» Aim of the exercise
Return all of the records below verbatim.
*** Opening Entries provided ***
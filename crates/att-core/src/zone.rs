//! Reference timezone for date bucketing and local display.

use std::fmt;

use chrono::{DateTime, Days, NaiveDate, NaiveTime, Timelike, Utc};
use chrono_tz::Tz;
use thiserror::Error;

/// Timezone used when no other is configured.
pub const DEFAULT_ZONE: Tz = chrono_tz::Asia::Jakarta;

/// Arrivals at or after this local hour are flagged late.
pub const LATE_FROM_HOUR: u32 = 9;

#[derive(Debug, Error, Clone, PartialEq, Eq)]
#[error("unknown timezone: {name}")]
pub struct ZoneError {
    name: String,
}

/// The fixed timezone all calendar dates and wall-clock times are taken in.
#[derive(Debug, Clone, Copy, PartialEq, Eq)]
pub struct ReferenceZone(Tz);

impl Default for ReferenceZone {
    fn default() -> Self {
        Self(DEFAULT_ZONE)
    }
}

impl ReferenceZone {
    pub const fn new(tz: Tz) -> Self {
        Self(tz)
    }

    /// Looks up an IANA zone name such as `Asia/Jakarta`.
    pub fn from_name(name: &str) -> Result<Self, ZoneError> {
        name.parse::<Tz>().map(Self).map_err(|_| ZoneError {
            name: name.to_string(),
        })
    }

    pub const fn tz(&self) -> Tz {
        self.0
    }

    pub fn local(&self, instant: DateTime<Utc>) -> DateTime<Tz> {
        instant.with_timezone(&self.0)
    }

    /// Calendar date of `instant` in this zone.
    pub fn date_of(&self, instant: DateTime<Utc>) -> NaiveDate {
        self.local(instant).date_naive()
    }

    pub fn time_of(&self, instant: DateTime<Utc>) -> NaiveTime {
        self.local(instant).time()
    }

    /// First date of a trailing window of `days` days ending today.
    ///
    /// Saturates at [`NaiveDate::MIN`].
    pub fn window_start(&self, now: DateTime<Utc>, days: u32) -> NaiveDate {
        self.date_of(now)
            .checked_sub_days(Days::new(u64::from(days)))
            .unwrap_or(NaiveDate::MIN)
    }

    /// Whether an arrival at `instant` counts as late.
    pub fn is_late(&self, instant: DateTime<Utc>) -> bool {
        self.local(instant).hour() >= LATE_FROM_HOUR
    }
}

impl fmt::Display for ReferenceZone {
    fn fmt(&self, f: &mut fmt::Formatter<'_>) -> fmt::Result {
        f.write_str(self.0.name())
    }
}
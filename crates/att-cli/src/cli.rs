//! Command-line argument definitions.

use std::path::PathBuf;

use clap::{Parser, Subcommand};

/// OTP-verified attendance tracker.
///
/// People submit the current six-digit code to record their arrival and
/// departure. Administrators read daily summaries and export date ranges.
#[derive(Debug, Parser)]
#[command(name = "att", version, about, long_about = None)]
pub struct Cli {
    /// Enable verbose output.
    #[arg(short, long, global = true)]
    pub verbose: bool,

    /// Path to config file.
    #[arg(short, long, global = true)]
    pub config: Option<PathBuf>,

    #[command(subcommand)]
    pub command: Option<Commands>,
}

/// Available subcommands.
#[derive(Debug, Subcommand)]
pub enum Commands {
    /// Submit a code to record the next arrival or departure.
    Mark {
        /// Numeric user id of the submitter.
        #[arg(long)]
        user: i64,

        /// Given name of the submitter.
        #[arg(long)]
        first_name: String,

        /// Family name of the submitter.
        #[arg(long)]
        last_name: Option<String>,

        /// Handle of the submitter (defaults to `user_<id>`).
        #[arg(long)]
        username: Option<String>,

        /// The six-digit code.
        code: String,
    },

    /// Show today's attendance for one user.
    Status {
        #[arg(long)]
        user: i64,

        /// Output as JSON.
        #[arg(long)]
        json: bool,
    },

    /// Summarize everyone's attendance on one date.
    Report {
        /// Date to report (YYYY-MM-DD, defaults to today).
        #[arg(long)]
        date: Option<String>,

        /// Output as JSON.
        #[arg(long)]
        json: bool,
    },

    /// Show one user's recent attendance, newest day first.
    History {
        #[arg(long)]
        user: i64,

        /// Number of days to look back.
        #[arg(long, default_value_t = 30)]
        days: u32,

        /// Output as JSON.
        #[arg(long)]
        json: bool,
    },

    /// Export all events in a date range as CSV.
    Export {
        /// First date (YYYY-MM-DD, inclusive).
        start: String,

        /// Last date (YYYY-MM-DD, inclusive).
        end: String,

        /// Output file (defaults to the configured export directory).
        #[arg(short, long)]
        output: Option<PathBuf>,

        /// Admin password, required when one is configured.
        #[arg(long)]
        password: Option<String>,
    },

    /// Set the display name used for a user in reports.
    Alias {
        #[arg(long)]
        user: i64,

        /// Given name.
        first: String,

        /// Family name (may be several words).
        last: Vec<String>,
    },

    /// Manage the shared code secret.
    #[command(subcommand)]
    Totp(TotpAction),

    /// Write a starter config file with a fresh secret.
    Init {
        /// Overwrite an existing config file.
        #[arg(long)]
        force: bool,
    },
}

/// Secret management actions.
#[derive(Debug, Subcommand)]
pub enum TotpAction {
    /// Generate a new secret and print its provisioning URI.
    New {
        /// Issuer shown in authenticator apps.
        #[arg(long, default_value = "Attendance Bot")]
        issuer: String,

        /// Account label shown in authenticator apps.
        #[arg(long, default_value = "attendance")]
        account: String,
    },

    /// Print the current code for the configured secret.
    Show,
}

#[cfg(test)]
mod tests {
    use super::*;

    use clap::CommandFactory;

    #[test]
    fn cli_definition_is_valid() {
        Cli::command().debug_assert();
    }

    #[test]
    fn alias_collects_multi_word_last_name() {
        let cli = Cli::parse_from(["att", "alias", "--user", "7", "Siti", "Nur", "Aminah"]);
        let Some(Commands::Alias { user, first, last }) = cli.command else {
            panic!("expected alias command");
        };
        assert_eq!(user, 7);
        assert_eq!(first, "Siti");
        assert_eq!(last, vec!["Nur", "Aminah"]);
    }

    #[test]
    fn history_defaults_to_thirty_days() {
        let cli = Cli::parse_from(["att", "history", "--user", "42"]);
        assert!(matches!(
            cli.command,
            Some(Commands::History { days: 30, .. })
        ));
    }
}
*** Closing Entries provided ***
» Your solution
filename crates/att-core/src/zone.rs
//! Reference timezone for date bucketing and local display.

use std::fmt;

use chrono::{DateTime, Days, NaiveDate, NaiveTime, Timelike, Utc};
use chrono_tz::Tz;
use thiserror::Error;

/// Timezone used when no other is configured.
pub const DEFAULT_ZONE: Tz = chrono_tz::Asia::Jakarta;

/// Arrivals at or after this local hour are flagged late.
pub const LATE_FROM_HOUR: u32 = 9;

#[derive(Debug, Error, Clone, PartialEq, Eq)]
#[error("unknown timezone: {name}")]
pub struct ZoneError {
    name: String,
}

/// The fixed timezone all calendar dates and wall-clock times are taken in.
#[derive(Debug, Clone, Copy, PartialEq, Eq)]
pub struct ReferenceZone(Tz);

impl Default for ReferenceZone {
    fn default() -> Self {
        Self(DEFAULT_ZONE)
    }
}

impl ReferenceZone {
    pub const fn new(tz: Tz) -> Self {
        Self(tz)
    }

    /// Looks up an IANA zone name such as `Asia/Jakarta`.
    pub fn from_name(name: &str) -> Result<Self, ZoneError> {
        name.parse::<Tz>().map(Self).map_err(|_| ZoneError {
            name: name.to_string(),
        })
    }

    pub const fn tz(&self) -> Tz {
        self.0
    }

    pub fn local(&self, instant: DateTime<Utc>) -> DateTime<Tz> {
        instant.with_timezone(&self.0)
    }

    /// Calendar date of `instant` in this zone.
    pub fn date_of(&self, instant: DateTime<Utc>) -> NaiveDate {
        self.local(instant).date_naive()
    }

    pub fn time_of(&self, instant: DateTime<Utc>) -> NaiveTime {
        self.local(instant).time()
    }

    /// First date of a trailing window of `days` days ending today.
    ///
    /// Saturates at [`NaiveDate::MIN`].
    pub fn window_start(&self, now: DateTime<Utc>, days: u32) -> NaiveDate {
        self.date_of(now)
            .checked_sub_days(Days::new(u64::from(days)))
            .unwrap_or(NaiveDate::MIN)
    }

    /// Whether an arrival at `instant` counts as late.
    pub fn is_late(&self, instant: DateTime<Utc>) -> bool {
        self.local(instant).hour() >= LATE_FROM_HOUR
    }
}

impl fmt::Display for ReferenceZone {
    fn fmt(&self, f: &mut fmt::Formatter<'_>) -> fmt::Result {
        f.write_str(self.0.name())
    }
}
filename crates/att-cli/src/cli.rs
//! Command-line argument definitions.

use std::path::PathBuf;

use clap::{Parser, Subcommand};

/// OTP-verified attendance tracker.
///
/// People submit the current six-digit code to record their arrival and
/// departure. Administrators read daily summaries and export date ranges.
#[derive(Debug, Parser)]
#[command(name = "att", version, about, long_about = None)]
pub struct Cli {
    /// Enable verbose output.
    #[arg(short, long, global = true)]
    pub verbose: bool,

    /// Path to config file.
    #[arg(short, long, global = true)]
    pub config: Option<PathBuf>,

    #[command(subcommand)]
    pub command: Option<Commands>,
}

/// Available subcommands.
#[derive(Debug, Subcommand)]
pub enum Commands {
    /// Submit a code to record the next arrival or departure.
    Mark {
        /// Numeric user id of the submitter.
        #[arg(long)]
        user: i64,

        /// Given name of the submitter.
        #[arg(long)]
        first_name: String,

        /// Family name of the submitter.
        #[arg(long)]
        last_name: Option<String>,

        /// Handle of the submitter (defaults to `user_<id>`).
        #[arg(long)]
        username: Option<String>,

        /// The six-digit code.
        code: String,
    },

    /// Show today's attendance for one user.
    Status {
        #[arg(long)]
        user: i64,

        /// Output as JSON.
        #[arg(long)]
        json: bool,
    },

    /// Summarize everyone's attendance on one date.
    Report {
        /// Date to report (YYYY-MM-DD, defaults to today).
        #[arg(long)]
        date: Option<String>,

        /// Output as JSON.
        #[arg(long)]
        json: bool,
    },

    /// Show one user's recent attendance, newest day first.
    History {
        #[arg(long)]
        user: i64,

        /// Number of days to look back.
        #[arg(long, default_value_t = 30)]
        days: u32,

        /// Output as JSON.
        #[arg(long)]
        json: bool,
    },

    /// Export all events in a date range as CSV.
    Export {
        /// First date (YYYY-MM-DD, inclusive).
        start: String,

        /// Last date (YYYY-MM-DD, inclusive).
        end: String,

        /// Output file (defaults to the configured export directory).
        #[arg(short, long)]
        output: Option<PathBuf>,

        /// Admin password, required when one is configured.
        #[arg(long)]
        password: Option<String>,
    },

    /// Set the display name used for a user in reports.
    Alias {
        #[arg(long)]
        user: i64,

        /// Given name.
        first: String,

        /// Family name (may be several words).
        last: Vec<String>,
    },

    /// Manage the shared code secret.
    #[command(subcommand)]
    Totp(TotpAction),

    /// Write a starter config file with a fresh secret.
    Init {
        /// Overwrite an existing config file.
        #[arg(long)]
        force: bool,
    },
}

/// Secret management actions.
#[derive(Debug, Subcommand)]
pub enum TotpAction {
    /// Generate a new secret and print its provisioning URI.
    New {
        /// Issuer shown in authenticator apps.
        #[arg(long, default_value = "Attendance Bot")]
        issuer: String,

        /// Account label shown in authenticator apps.
        #[arg(long, default_value = "attendance")]
        account: String,
    },

    /// Print the current code for the configured secret.
    Show,
}

#[cfg(test)]
mod tests {
    use super::*;

    use clap::CommandFactory;

    #[test]
    fn cli_definition_is_valid() {
        Cli::command().debug_assert();
    }

    #[test]
    fn alias_collects_multi_word_last_name() {
        let cli = Cli::parse_from(["att", "alias", "--user", "7", "Siti", "Nur", "Aminah"]);
        let Some(Commands::Alias { user, first, last }) = cli.command else {
            panic!("expected alias command");
        };
        assert_eq!(user, 7);
        assert_eq!(first, "Siti");
        assert_eq!(last, vec!["Nur", "Aminah"]);
    }

    #[test]
    fn history_defaults_to_thirty_days() {
        let cli = Cli::parse_from(["att", "history", "--user", "42"]);
        assert!(matches!(
            cli.command,
            Some(Commands::History { days: 30, .. })
        ));
    }
}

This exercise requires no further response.